▶ EXERCISE: From the entries below, work out the number of lines that hold the word "SlicingError", and give that number alone.

▶ DATASET ENTRIES:
use ethereum_types::U256;

use crate::constants::{MEMORY_EXPANSION_QUOTIENT, WORD_SIZE};
use crate::errors::{InternalError, OutOfGasError, VMError};

/// Byte-addressed scratch memory of a call frame, grown in 32-byte words.
#[derive(Debug, Clone, Default, PartialEq, Eq)]
pub struct Memory {
    data: Vec<u8>,
}

impl Memory {
    pub fn new() -> Self {
        Self::default()
    }

    pub fn len(&self) -> usize {
        self.data.len()
    }

    pub fn is_empty(&self) -> bool {
        self.data.is_empty()
    }

    fn resize(&mut self, byte_size: usize) -> Result<(), VMError> {
        let target = byte_size
            .checked_next_multiple_of(WORD_SIZE)
            .ok_or(VMError::Internal(InternalError::ArithmeticOverflow))?;
        if target > self.data.len() {
            self.data.resize(target, 0);
        }
        Ok(())
    }

    pub fn load_word(&mut self, offset: usize) -> Result<U256, VMError> {
        let end = offset
            .checked_add(WORD_SIZE)
            .ok_or(VMError::Internal(InternalError::ArithmeticOverflow))?;
        self.resize(end)?;
        let bytes = self
            .data
            .get(offset..end)
            .ok_or(VMError::Internal(InternalError::SlicingError))?;
        Ok(U256::from_big_endian(bytes))
    }

    pub fn load_range(&mut self, offset: usize, size: usize) -> Result<Vec<u8>, VMError> {
        if size == 0 {
            return Ok(Vec::new());
        }
        let end = offset
            .checked_add(size)
            .ok_or(VMError::Internal(InternalError::ArithmeticOverflow))?;
        self.resize(end)?;
        self.data
            .get(offset..end)
            .map(<[u8]>::to_vec)
            .ok_or(VMError::Internal(InternalError::SlicingError))
    }

    pub fn store_bytes(&mut self, offset: usize, value: &[u8]) -> Result<(), VMError> {
        if value.is_empty() {
            return Ok(());
        }
        let end = offset
            .checked_add(value.len())
            .ok_or(VMError::Internal(InternalError::ArithmeticOverflow))?;
        self.resize(end)?;
        self.data
            .get_mut(offset..end)
            .ok_or(VMError::Internal(InternalError::SlicingError))?
            .copy_from_slice(value);
        Ok(())
    }

    pub fn store_word(&mut self, offset: usize, value: U256) -> Result<(), VMError> {
        let mut bytes = [0u8; WORD_SIZE];
        value.to_big_endian(&mut bytes);
        self.store_bytes(offset, &bytes)
    }

    pub fn copy_within(
        &mut self,
        src_offset: usize,
        dest_offset: usize,
        size: usize,
    ) -> Result<(), VMError> {
        if size == 0 {
            return Ok(());
        }
        let src_end = src_offset
            .checked_add(size)
            .ok_or(VMError::Internal(InternalError::ArithmeticOverflow))?;
        let dest_end = dest_offset
            .checked_add(size)
            .ok_or(VMError::Internal(InternalError::ArithmeticOverflow))?;
        self.resize(src_end.max(dest_end))?;
        self.data.copy_within(src_offset..src_end, dest_offset);
        Ok(())
    }

    fn word_cost(byte_size: usize) -> Result<u64, OutOfGasError> {
        let words = (byte_size as u64)
            .checked_add(WORD_SIZE as u64 - 1)
            .ok_or(OutOfGasError::ArithmeticOperationOverflow)?
            / WORD_SIZE as u64;
        let quadratic = words
            .checked_mul(words)
            .ok_or(OutOfGasError::GasCostOverflow)?
            / MEMORY_EXPANSION_QUOTIENT;
        words
            .checked_mul(3)
            .and_then(|linear| linear.checked_add(quadratic))
            .ok_or(OutOfGasError::GasCostOverflow)
    }

    /// Gas for growing memory to cover `byte_size` bytes; zero when already
    /// large enough.
    pub fn expansion_cost(&self, byte_size: usize) -> Result<u64, OutOfGasError> {
        if byte_size <= self.data.len() {
            return Ok(0);
        }
        let new_cost = Self::word_cost(byte_size)?;
        let current_cost = Self::word_cost(self.data.len())?;
        Ok(new_cost.saturating_sub(current_cost))
    }

    /// Expansion cost of an (offset, size) access; zero-size accesses don't
    /// touch memory.
    pub fn access_cost(&self, offset: usize, size: usize) -> Result<u64, OutOfGasError> {
        if size == 0 {
            return Ok(0);
        }
        let end = offset
            .checked_add(size)
            .ok_or(OutOfGasError::ArithmeticOperationOverflow)?;
        self.expansion_cost(end)
    }
}

#[cfg(test)]
mod tests {
    use super::*;

    #[test]
    fn load_and_store_roundtrip() {
        let mut memory = Memory::new();
        memory.store_word(0, U256::from(0xdeadbeefu64)).unwrap();
        assert_eq!(memory.load_word(0).unwrap(), U256::from(0xdeadbeefu64));
        assert_eq!(memory.len(), 32);
    }

    #[test]
    fn expansion_cost_is_quadratic() {
        let memory = Memory::new();
        // First word: 3 gas linear.
        assert_eq!(memory.expansion_cost(32).unwrap(), 3);
        // 32 words: 32*3 + 32*32/512 = 98.
        assert_eq!(memory.expansion_cost(1024).unwrap(), 98);
        // Already-covered sizes cost nothing.
        let mut grown = Memory::new();
        grown.store_word(0, U256::one()).unwrap();
        assert_eq!(grown.expansion_cost(16).unwrap(), 0);
    }

    #[test]
    fn zero_size_access_is_free() {
        let memory = Memory::new();
        assert_eq!(memory.access_cost(usize::MAX, 0).unwrap(), 0);
    }

    #[test]
    fn copy_within_overlapping() {
        let mut memory = Memory::new();
        memory.store_bytes(0, &[1, 2, 3, 4]).unwrap();
        memory.copy_within(0, 2, 4).unwrap();
        assert_eq!(memory.load_range(0, 6).unwrap(), vec![1, 2, 1, 2, 3, 4]);
    }
}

▶ PROBLEM SOLUTION: 3